This course looks at the critical foreign language educator in society, translingual practice and translanguaging in a global perspective, and the role of emotions in critical English language teaching. Some course time may also be devoted to the role of identity in language learning.
This course looks at different ways to teach literature and film in EFL settings. The readings also cover the basic concepts of film theory in order to equip teachers with a critical toolbox needed to discuss and analyze film, such as mise-en-scene, camera movement, cinematography, sound, and lighting. Time will also be devoted to literature topics such as the language of literature, the canon, genre, media literacy, postcolonialism, reader-response criticism, gender criticism, evaluation, and teaching novels, poetry, short stories, and drama,
This course covers numerous educational theories pertaining to the Applied Linguistics field of Computer Assisted Language Learning.

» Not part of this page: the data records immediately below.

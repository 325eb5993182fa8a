//! Results upload transport.
//!
//! The default transport copies a result directory into an upload root that
//! the results server watches, then writes and verifies a `SHA256SUMS`
//! manifest. The server imports the drop and reports back through the
//! `setuploadresult` command.

use crate::core::error::RunnerError;
use sha2::{Digest, Sha256};
use std::fs;
use std::path::{Path, PathBuf};

pub const CHECKSUM_MANIFEST: &str = "SHA256SUMS";

#[derive(Debug, Clone, Copy, PartialEq, Eq)]
pub enum UploadKind {
    Results,
    CodeCoverage,
}

impl UploadKind {
    pub fn as_str(&self) -> &'static str {
        match self {
            UploadKind::Results => "results",
            UploadKind::CodeCoverage => "codecoverage",
        }
    }
}

#[derive(Debug, Clone)]
pub struct UploadRequest {
    pub kind: UploadKind,
    pub suite: String,
    pub run_id: String,
    pub import_type: Option<String>,
    pub source: PathBuf,
}

#[derive(Debug, Clone, PartialEq, Eq)]
pub struct UploadReceipt {
    pub destination: PathBuf,
    pub files: usize,
    pub bytes: u64,
}

pub trait ResultsUploader: Send + Sync {
    fn upload(&self, request: &UploadRequest) -> Result<UploadReceipt, RunnerError>;
}

#[derive(Debug, Clone)]
pub struct DirectoryUploader {
    root: PathBuf,
}

impl DirectoryUploader {
    pub fn new(root: impl Into<PathBuf>) -> Self {
        Self { root: root.into() }
    }

    fn destination(&self, request: &UploadRequest) -> PathBuf {
        self.root
            .join(request.kind.as_str())
            .join(request.import_type.as_deref().unwrap_or("default"))
            .join(&request.suite)
            .join(&request.run_id)
    }
}

pub fn sha256_file(path: &Path) -> Result<String, RunnerError> {
    let bytes = fs::read(path)?;
    let mut hasher = Sha256::new();
    hasher.update(&bytes);
    Ok(format!("{:x}", hasher.finalize()))
}

/// Regular files below `root`, relative, in sorted order.
fn walk_files(root: &Path) -> Result<Vec<PathBuf>, RunnerError> {
    let mut out = Vec::new();
    let mut pending = vec![PathBuf::new()];
    while let Some(rel) = pending.pop() {
        for entry in fs::read_dir(root.join(&rel))? {
            let entry = entry?;
            let rel_child = rel.join(entry.file_name());
            let file_type = entry.file_type()?;
            if file_type.is_dir() {
                pending.push(rel_child);
            } else if file_type.is_file() {
                out.push(rel_child);
            }
        }
    }
    out.sort();
    Ok(out)
}

impl ResultsUploader for DirectoryUploader {
    fn upload(&self, request: &UploadRequest) -> Result<UploadReceipt, RunnerError> {
        if !request.source.is_dir() {
            return Err(RunnerError::server(format!(
                "upload source {} does not exist",
                request.source.display()
            )));
        }
        let dest = self.destination(request);
        fs::create_dir_all(&dest)?;

        let files = walk_files(&request.source)?;
        let mut manifest = String::new();
        let mut bytes = 0u64;
        for rel in &files {
            let from = request.source.join(rel);
            let to = dest.join(rel);
            if let Some(parent) = to.parent() {
                fs::create_dir_all(parent)?;
            }
            bytes += fs::copy(&from, &to)?;
            manifest.push_str(&format!("{}  {}\n", sha256_file(&from)?, rel.display()));
        }
        fs::write(dest.join(CHECKSUM_MANIFEST), &manifest)?;

        for line in manifest.lines() {
            let Some((digest, rel)) = line.split_once("  ") else {
                continue;
            };
            if sha256_file(&dest.join(rel))? != digest {
                return Err(RunnerError::server(format!(
                    "checksum mismatch after upload: {rel}"
                )));
            }
        }

        Ok(UploadReceipt {
            destination: dest,
            files: files.len(),
            bytes,
        })
    }
}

Practical aspects of multimedia use and technology are also related to language teaching contexts and the current state of practice.
- Course Coordinator: David Kent
This course covers the theory, design, development, and deployment of multimedia-based content for language learning. Construction of content for immediate practitioner application, along with appropriate models of instruction, and the effective application of multimedia materials, is explored.

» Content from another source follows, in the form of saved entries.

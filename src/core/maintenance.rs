//! Operating-system update collaborator for the `osupdate` command.

use crate::core::device::Device;
use crate::core::error::RunnerError;
use std::sync::Arc;
use std::time::Duration;

#[derive(Debug, Clone, Copy, PartialEq, Eq)]
pub struct InstallReport {
    pub installed: u32,
    pub failed: u32,
    pub reboot_required: bool,
}

pub trait OsUpdater: Send + Sync {
    fn supported(&self) -> bool;
    /// Number of applicable updates.
    fn search(&self) -> Result<u32, RunnerError>;
    /// Number of updates downloaded.
    fn download(&self) -> Result<u32, RunnerError>;
    fn install(&self) -> Result<InstallReport, RunnerError>;
}

/// Drives the update through three configured commands whose stdout carries
/// the counts.
pub struct ScriptedOsUpdater {
    device: Arc<dyn Device>,
    search: Option<String>,
    download: Option<String>,
    install: Option<String>,
    timeout: Duration,
}

impl ScriptedOsUpdater {
    pub fn new(
        device: Arc<dyn Device>,
        search: Option<String>,
        download: Option<String>,
        install: Option<String>,
        timeout: Duration,
    ) -> Self {
        Self {
            device,
            search,
            download,
            install,
            timeout,
        }
    }

    fn numbers(&self, command: Option<&str>, what: &str) -> Result<Vec<u32>, RunnerError> {
        let command =
            command.ok_or_else(|| RunnerError::server(format!("no {what} command configured")))?;
        let out = self.device.run_shell_command(command, self.timeout)?;
        if !out.success() {
            return Err(RunnerError::server(format!(
                "{what} failed: {}",
                out.stderr.trim()
            )));
        }
        out.stdout
            .split_whitespace()
            .map(|t| {
                t.parse::<u32>().map_err(|_| {
                    RunnerError::server(format!("{what} printed non-numeric output '{t}'"))
                })
            })
            .collect()
    }
}

impl OsUpdater for ScriptedOsUpdater {
    fn supported(&self) -> bool {
        self.search.is_some() && self.download.is_some() && self.install.is_some()
    }

    fn search(&self) -> Result<u32, RunnerError> {
        Ok(self
            .numbers(self.search.as_deref(), "update search")?
            .first()
            .copied()
            .unwrap_or(0))
    }

    fn download(&self) -> Result<u32, RunnerError> {
        Ok(self
            .numbers(self.download.as_deref(), "update download")?
            .first()
            .copied()
            .unwrap_or(0))
    }

    fn install(&self) -> Result<InstallReport, RunnerError> {
        let n = self.numbers(self.install.as_deref(), "update install")?;
        match n.as_slice() {
            [installed, failed, reboot] => Ok(InstallReport {
                installed: *installed,
                failed: *failed,
                reboot_required: *reboot != 0,
            }),
            _ => Err(RunnerError::server(
                "update install must print '<installed> <failed> <reboot>'",
            )),
        }
    }
}
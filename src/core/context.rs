//! Everything a command can reach, passed explicitly.

use crate::commands;
use crate::core::config::Config;
use crate::core::device::{Device, ShellDevice};
use crate::core::history::History;
use crate::core::host::{HostInfo, LocalHost};
use crate::core::maintenance::{OsUpdater, ScriptedOsUpdater};
use crate::core::process::{ProcessControl, SystemProcess};
use crate::core::registry::Registry;
use crate::core::runner::{CaseExecutor, DeviceCaseExecutor, TestRunner};
use crate::core::snapshot::{ScriptedSnapshots, SnapshotManager};
use crate::core::state::SharedAgent;
use crate::core::store::SaveStore;
use crate::core::suite::SuiteCatalog;
use crate::core::tasks::TaskSet;
use crate::core::upload::{DirectoryUploader, ResultsUploader};
use std::sync::{Arc, Mutex, MutexGuard, PoisonError};

/// External collaborators, each behind a narrow trait.
#[derive(Clone)]
pub struct Services {
    pub device: Arc<dyn Device>,
    pub host: Arc<dyn HostInfo>,
    pub uploader: Arc<dyn ResultsUploader>,
    pub snapshots: Arc<dyn SnapshotManager>,
    pub updater: Arc<dyn OsUpdater>,
    pub process: Arc<dyn ProcessControl>,
    pub cases: Arc<dyn CaseExecutor>,
}

impl Services {
    pub fn from_config(config: &Config) -> Self {
        let timeout = config.timeouts.device_command();
        let device: Arc<dyn Device> =
            Arc::new(ShellDevice::new(config.device.clone(), timeout));
        Self {
            host: Arc::new(LocalHost),
            uploader: Arc::new(DirectoryUploader::new(config.paths.uploads_dir())),
            snapshots: Arc::new(ScriptedSnapshots::new(
                device.clone(),
                config.snapshots.take_command.clone(),
                config.snapshots.revert_command.clone(),
                timeout,
            )),
            updater: Arc::new(ScriptedOsUpdater::new(
                device.clone(),
                config.maintenance.search_command.clone(),
                config.maintenance.download_command.clone(),
                config.maintenance.install_command.clone(),
                timeout,
            )),
            process: Arc::new(SystemProcess::new(
                config.maintenance.reboot_command.clone(),
            )),
            cases: Arc::new(DeviceCaseExecutor::new(device.clone())),
            device,
        }
    }
}

#[derive(Clone)]
pub struct Context {
    pub config: Arc<Config>,
    pub agent: SharedAgent,
    pub history: Arc<Mutex<History>>,
    pub registry: Arc<Registry>,
    pub tasks: Arc<TaskSet>,
    pub runner: Arc<TestRunner>,
    pub catalog: SuiteCatalog,
    pub saves: SaveStore,
    pub services: Services,
}

impl Context {
    pub fn new(config: Config, services: Services) -> Self {
        let catalog = SuiteCatalog::new(
            config.paths.testsuites_dir(),
            config.paths.testcases_dir(),
        )
        .with_default_timeout(config.timeouts.case_default_secs);
        let saves = SaveStore::new(config.paths.results_dir());
        Self {
            config: Arc::new(config),
            agent: SharedAgent::new(),
            history: Arc::new(Mutex::new(History::new())),
            registry: Arc::new(Registry::new(commands::catalog())),
            tasks: Arc::new(TaskSet::new()),
            runner: Arc::new(TestRunner::new()),
            catalog,
            saves,
            services,
        }
    }

    pub fn from_config(config: Config) -> Self {
        let services = Services::from_config(&config);
        Self::new(config, services)
    }

    pub fn history(&self) -> MutexGuard<'_, History> {
        self.history.lock().unwrap_or_else(PoisonError::into_inner)
    }
}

This is a foundational and required course for TESOL-Multimedia majors. It covers numerous educational theories and research in historical, philosophical, socio-cultural, and other diverse contexts so that students can make connections between the various theoretical discourses, research and teaching practices they will experience or be engaged in the future. This is a seminar course in which students are asked to make presentations and lead discussions based on weekly readings.

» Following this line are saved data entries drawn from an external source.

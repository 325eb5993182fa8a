#[path = "../common/mod.rs"]
mod common;

use common::Harness;
use serde_json::{Map, Value, json};
use std::sync::atomic::Ordering;
use svcrunner::core::args::RawArgs;
use svcrunner::core::protocol::ResponseCode;
use svcrunner::core::state::{RunState, UploadState};
use svcrunner::core::suite::CaseResult;

fn keyed(pairs: &[(&str, Value)]) -> RawArgs {
    let mut map = Map::new();
    for (k, v) in pairs {
        map.insert((*k).to_string(), v.clone());
    }
    RawArgs::Keyed(map)
}

fn run_to_completion(h: &Harness) {
    assert_eq!(h.cmd("bob", "load", "widget/smoke").code, ResponseCode::Ack);
    assert_eq!(h.cmd("bob", "start", "").code, ResponseCode::Ack);
    h.settle();
    assert_eq!(h.state(), RunState::SuiteComplete);
}

#[test]
fn load_start_stop_resume_goidle() {
    let h = Harness::new();
    assert_eq!(h.cmd("bob", "lock", "").code, ResponseCode::Ack);

    let resp = h.cmd("bob", "load", "widget/smoke");
    assert_eq!(resp.code, ResponseCode::Ack, "{}", resp.payload);
    assert!(resp.payload.contains("<state>SuiteLoaded</state>"));
    assert!(resp.payload.contains("<testCount>3</testCount>"));

    h.cases.hold();
    let resp = h.cmd("bob", "start", "");
    assert_eq!(resp.code, ResponseCode::Ack, "{}", resp.payload);
    assert!(resp.payload.contains("<state>SuiteStarting</state>"));
    assert!(resp.payload.contains("<executedBy>bob</executedBy>"));
    h.wait_for_state(RunState::SuiteRunning);
    h.wait_for_cases(1);

    let resp = h.cmd("bob", "stop", "");
    assert_eq!(resp.code, ResponseCode::Ack);
    assert_eq!(resp.payload, "<state>SuiteStopping</state>\n");
    h.cases.release();
    h.wait_for_state(RunState::SuiteStopped);
    h.settle();
    assert_eq!(h.ctx().agent.read(|a| a.counters.run_count), 1);

    let resp = h.cmd("bob", "resume", "");
    assert_eq!(resp.code, ResponseCode::Ack, "{}", resp.payload);
    h.settle();
    assert_eq!(h.state(), RunState::SuiteComplete);
    assert_eq!(h.cases.executed(), vec!["caseA", "caseB", "caseC"]);
    h.ctx().agent.read(|a| {
        assert_eq!(a.counters.run_count, 3);
        assert_eq!(a.counters.pass_count, 3);
        assert!(a.finish_time >= a.start_time);
    });

    let resp = h.cmd("bob", "goidle", "");
    assert_eq!(resp.code, ResponseCode::Ack);
    h.ctx().agent.read(|a| {
        assert_eq!(a.state, RunState::Idle);
        assert!(a.suite.is_none());
        assert_eq!(a.lock.holder(), Some("bob"));
    });
}

#[test]
fn start_requires_a_loaded_suite() {
    let h = Harness::new();
    let resp = h.cmd("bob", "start", "");
    assert_eq!(resp.code, ResponseCode::ClientError);
    assert_eq!(resp.payload, "Can NOT run a test suite from state Idle");
    assert_eq!(h.state(), RunState::Idle);
}

#[test]
fn failed_load_enters_load_fail_and_reload_needs_a_suite() {
    let h = Harness::new();
    let resp = h.cmd("bob", "load", "widget/missing");
    assert_eq!(resp.code, ResponseCode::ServerError);
    assert!(resp.payload.contains("widget/missing"), "{}", resp.payload);
    assert_eq!(h.state(), RunState::SuiteLoadFail);

    let resp = h.cmd("bob", "reload", "");
    assert_eq!(resp.code, ResponseCode::ClientError);
    assert_eq!(
        resp.payload,
        "Attempt to reload when there is no test suite loaded"
    );
    assert_eq!(h.state(), RunState::SuiteLoadFail);

    assert_eq!(h.cmd("bob", "load", "widget/smoke").code, ResponseCode::Ack);
    let resp = h.cmd("bob", "reload", "");
    assert_eq!(resp.code, ResponseCode::Ack);
    assert_eq!(h.state(), RunState::SuiteLoaded);
}

#[test]
fn load_records_build_from_extra_key() {
    let h = Harness::new();
    let resp = h.send(
        Some("bob"),
        "load",
        keyed(&[("suite", json!("widget/smoke")), ("build", json!("1234"))]),
    );
    assert_eq!(resp.code, ResponseCode::Ack);
    assert!(resp.payload.contains("<build>1234</build>"));
}

#[test]
fn runsubset_rejects_unknown_cases() {
    let h = Harness::new();
    assert_eq!(h.cmd("bob", "load", "widget/smoke").code, ResponseCode::Ack);
    let resp = h.cmd("bob", "runsubset", "caseA,caseZ");
    assert_eq!(resp.code, ResponseCode::ClientError);
    assert_eq!(resp.payload, "No testcase named 'caseZ' in suite 'smoke'");
    assert_eq!(h.state(), RunState::SuiteLoaded);
    assert!(h.cases.executed().is_empty());
}

#[test]
fn runsubset_replaces_earlier_results_and_restores_state() {
    let h = Harness::new();
    h.cases.set("caseB", CaseResult::Fail);
    run_to_completion(&h);
    h.ctx().agent.read(|a| {
        assert_eq!(a.counters.pass_count, 2);
        assert_eq!(a.counters.fail_count, 1);
    });

    h.cases.set("caseB", CaseResult::Pass);
    let resp = h.cmd("bob", "runsubset", "caseB");
    assert_eq!(resp.code, ResponseCode::Ack, "{}", resp.payload);
    assert!(resp.payload.contains("<state>SubsetRunning</state>"));
    h.settle();

    assert_eq!(h.state(), RunState::SuiteComplete);
    h.ctx().agent.read(|a| {
        assert_eq!(a.counters.run_count, 3);
        assert_eq!(a.counters.pass_count, 3);
        assert_eq!(a.counters.fail_count, 0);
        assert!(a.subset.is_empty());
    });
    assert_eq!(h.cases.executed(), vec!["caseA", "caseB", "caseC", "caseB"]);
}

#[test]
fn stopping_a_subset_returns_to_prior_state() {
    let h = Harness::new();
    assert_eq!(h.cmd("bob", "load", "widget/smoke").code, ResponseCode::Ack);
    h.cases.hold();
    assert_eq!(h.cmd("bob", "runsubset", "caseA,caseB").code, ResponseCode::Ack);
    h.wait_for_cases(1);
    let resp = h.cmd("bob", "stop", "");
    assert_eq!(resp.code, ResponseCode::Ack);
    assert_eq!(h.state(), RunState::SuiteStopping);
    h.cases.release();
    h.settle();
    assert_eq!(h.state(), RunState::SuiteLoaded);
    assert_eq!(h.ctx().agent.read(|a| a.state_msg.clone()), "subset stopped");
    assert_eq!(h.cases.executed(), vec!["caseA"]);
}

#[test]
fn completed_runs_are_saved_and_restorable() {
    let h = Harness::new();
    run_to_completion(&h);
    let run_id = h
        .ctx()
        .agent
        .read(|a| a.run_id.clone())
        .expect("run id");

    let resp = h.cmd("bob", "getsaves", "");
    assert_eq!(resp.code, ResponseCode::Ack);
    assert!(resp.payload.contains(&format!("<saves>{run_id}</saves>")));

    assert_eq!(h.cmd("bob", "goidle", "").code, ResponseCode::Ack);
    let resp = h.cmd("bob", "loadstate", &run_id);
    assert_eq!(resp.code, ResponseCode::Ack, "{}", resp.payload);
    assert_eq!(h.state(), RunState::SuiteComplete);
    h.ctx().agent.read(|a| {
        assert_eq!(a.counters.pass_count, 3);
        assert_eq!(a.executed_by.as_deref(), Some("bob"));
    });

    let resp = h.cmd("bob", "loadstate", "nosuchsave");
    assert_eq!(resp.code, ResponseCode::ClientError);
    assert_eq!(resp.payload, "no saved state named 'nosuchsave'");
}

#[test]
fn upload_holds_admin_lock_and_hands_it_back() {
    let h = Harness::new();
    assert_eq!(h.cmd("bob", "lock", "").code, ResponseCode::Ack);
    run_to_completion(&h);

    let resp = h.cmd("bob", "uploadresults", "nightly");
    assert_eq!(resp.code, ResponseCode::Ack, "{}", resp.payload);
    assert!(resp.payload.contains("<uploadState>uploading</uploadState>"));
    assert!(resp.payload.contains("<uploadedBy>bob</uploadedBy>"));
    h.settle();

    assert_eq!(h.state(), RunState::SuiteComplete);
    h.ctx().agent.read(|a| {
        assert_eq!(a.lock.holder(), Some("bob"));
        assert_eq!(a.result_state.upload_state, UploadState::Uploaded);
        assert_eq!(a.result_state.import_type.as_deref(), Some("nightly"));
    });
    let requests = h.uploader.requests.lock().expect("requests");
    assert_eq!(requests.len(), 1);
    assert_eq!(requests[0].suite, "smoke");
}

#[test]
fn upload_failure_is_reported_in_result_state() {
    let h = Harness::new();
    run_to_completion(&h);
    h.uploader.fail.store(true, Ordering::SeqCst);
    assert_eq!(h.cmd("bob", "uploadresults", "nightly").code, ResponseCode::Ack);
    h.settle();
    assert_eq!(h.state(), RunState::SuiteComplete);
    let resp = h.cmd("bob", "uploadstatus", "");
    assert!(resp.payload.contains("<uploadState>failure</uploadState>"));
    assert!(resp.payload.contains("results server unreachable"));
    assert!(!h.ctx().agent.read(|a| a.lock.is_locked()));
}

#[test]
fn uploadresults_needs_a_finished_run() {
    let h = Harness::new();
    let resp = h.cmd("bob", "uploadresults", "nightly");
    assert_eq!(resp.code, ResponseCode::ClientError);
    assert_eq!(resp.payload, "Can NOT upload results from state Idle");
}

#[test]
fn setuploadresult_records_the_verdict() {
    let h = Harness::new();
    run_to_completion(&h);
    let resp = h.send(
        Some("results"),
        "setuploadresult",
        keyed(&[("id", json!("42")), ("error", Value::Null)]),
    );
    assert_eq!(resp.code, ResponseCode::Ack);
    assert_eq!(resp.payload, "<id>42</id><err>None</err>\n");
    let resp = h.cmd("bob", "uploadstatus", "");
    assert!(resp.payload.contains("<uploadState>success</uploadState>"));
    assert!(resp.payload.contains("<resultSetId>42</resultSetId>"));

    let resp = h.cmd("results", "setuploadresult", "None import-failed");
    assert_eq!(resp.code, ResponseCode::Ack);
    h.ctx().agent.read(|a| {
        assert_eq!(a.result_state.upload_state, UploadState::Failure);
        assert_eq!(a.result_state.upload_error.as_deref(), Some("import-failed"));
    });

    // Neither id nor error leaves the upload state alone.
    let resp = h.cmd("results", "setuploadresult", "None None");
    assert_eq!(resp.code, ResponseCode::Ack);
    assert_eq!(resp.payload, "<id>None</id><err>None</err>\n");
    h.ctx().agent.read(|a| {
        assert_eq!(a.result_state.upload_state, UploadState::Failure);
        assert_eq!(a.result_state.upload_error, None);
        assert_eq!(a.result_state.result_set_id, None);
    });
}

#[test]
fn coverage_upload_uses_suitename_and_restores_state() {
    let h = Harness::new();
    run_to_completion(&h);
    let resp = h.send(
        Some("bob"),
        "uploadcodecoverage",
        keyed(&[("import_type", json!("lcov")), ("suitename", json!("cov-set"))]),
    );
    assert_eq!(resp.code, ResponseCode::Ack, "{}", resp.payload);
    h.settle();
    assert_eq!(h.state(), RunState::SuiteComplete);
    let requests = h.uploader.requests.lock().expect("requests");
    assert_eq!(requests[0].suite, "cov-set");
}

#[test]
fn kickstart_reinstalls_then_runs_the_suite() {
    let h = Harness::new();
    let resp = h.send(
        Some("bob"),
        "kickstart",
        keyed(&[
            ("suite", json!("widget/smoke")),
            ("install_urls", json!("http://a/1.pkg^^http://a/2.pkg")),
            ("uninstalls", json!("widget")),
        ]),
    );
    assert_eq!(resp.code, ResponseCode::Ack, "{}", resp.payload);
    h.settle();
    assert_eq!(h.state(), RunState::SuiteComplete);
    let commands = h.device.commands.lock().expect("commands").clone();
    assert_eq!(
        commands,
        vec![
            "uninstall widget".to_string(),
            "install http://a/1.pkg".to_string(),
            "install http://a/2.pkg".to_string(),
        ]
    );
    assert_eq!(h.ctx().agent.read(|a| a.counters.pass_count), 3);
}

#[test]
fn kickstart_with_missing_suite_ends_in_error() {
    let h = Harness::new();
    let resp = h.send(
        Some("bob"),
        "kickstart",
        keyed(&[
            ("suite", json!("widget/missing")),
            ("install_urls", Value::Null),
            ("uninstalls", Value::Null),
        ]),
    );
    assert_eq!(resp.code, ResponseCode::Ack);
    h.settle();
    assert_eq!(h.state(), RunState::KickstartError);
}

#[test]
fn insanity_records_builds_and_runs() {
    let h = Harness::new();
    let resp = h.cmd("bob", "insanity", "widget/smoke 2.0 1.9 compliance.basic");
    assert_eq!(resp.code, ResponseCode::Ack, "{}", resp.payload);
    h.settle();
    assert_eq!(h.state(), RunState::SuiteComplete);
    h.ctx().agent.read(|a| {
        let suite = a.suite.as_ref().expect("suite");
        assert_eq!(suite.build.as_deref(), Some("2.0"));
        assert_eq!(suite.previous_build.as_deref(), Some("1.9"));
        assert_eq!(suite.compliance_module.as_deref(), Some("compliance.basic"));
    });
}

This course focuses on curriculum development and takes a global view of the process. Topics covered include needs analysis, situation analysis, syllabus design, course planning, instructional materials, evaluation, and institutional factors. Each topic is illustrated by examples from curricula used in different situations around the world. Assessment is continuous and involves creating an ideal curriculum for a real or imagined teaching situation.
TESOL 551 is a peer/community supported course experience designed to allow the students (and the professor) the opportunity to explore the cutting edge of where neuroscience, psychology and English language teaching intersect. This course explores YOU as a teacher of EFL looking for ways to incorporate the newest knowledge on learning and the brain. There are three basic parts of this course: the nuts and bolts of neuroscience, how neuroscience is expanding our understanding of brain, language, and cognitive development, some key themes of recent neuroscientific discoveries and how they relate to ELT.
TESOL 591 is a peer/community supported course experience design as a final preparatory step before conducting your master’s thesis research. This course explores YOU as a teacher of EFL looking for ways to test and measure our efforts to teach and be teachers. There are three basic parts of this: understanding your research needs and the breadth of the field in EFL research, understanding the varieties and terminology associated with qualitative research (assuming you end up doing a qualitative study), and designing and implementing those methods in an actual study.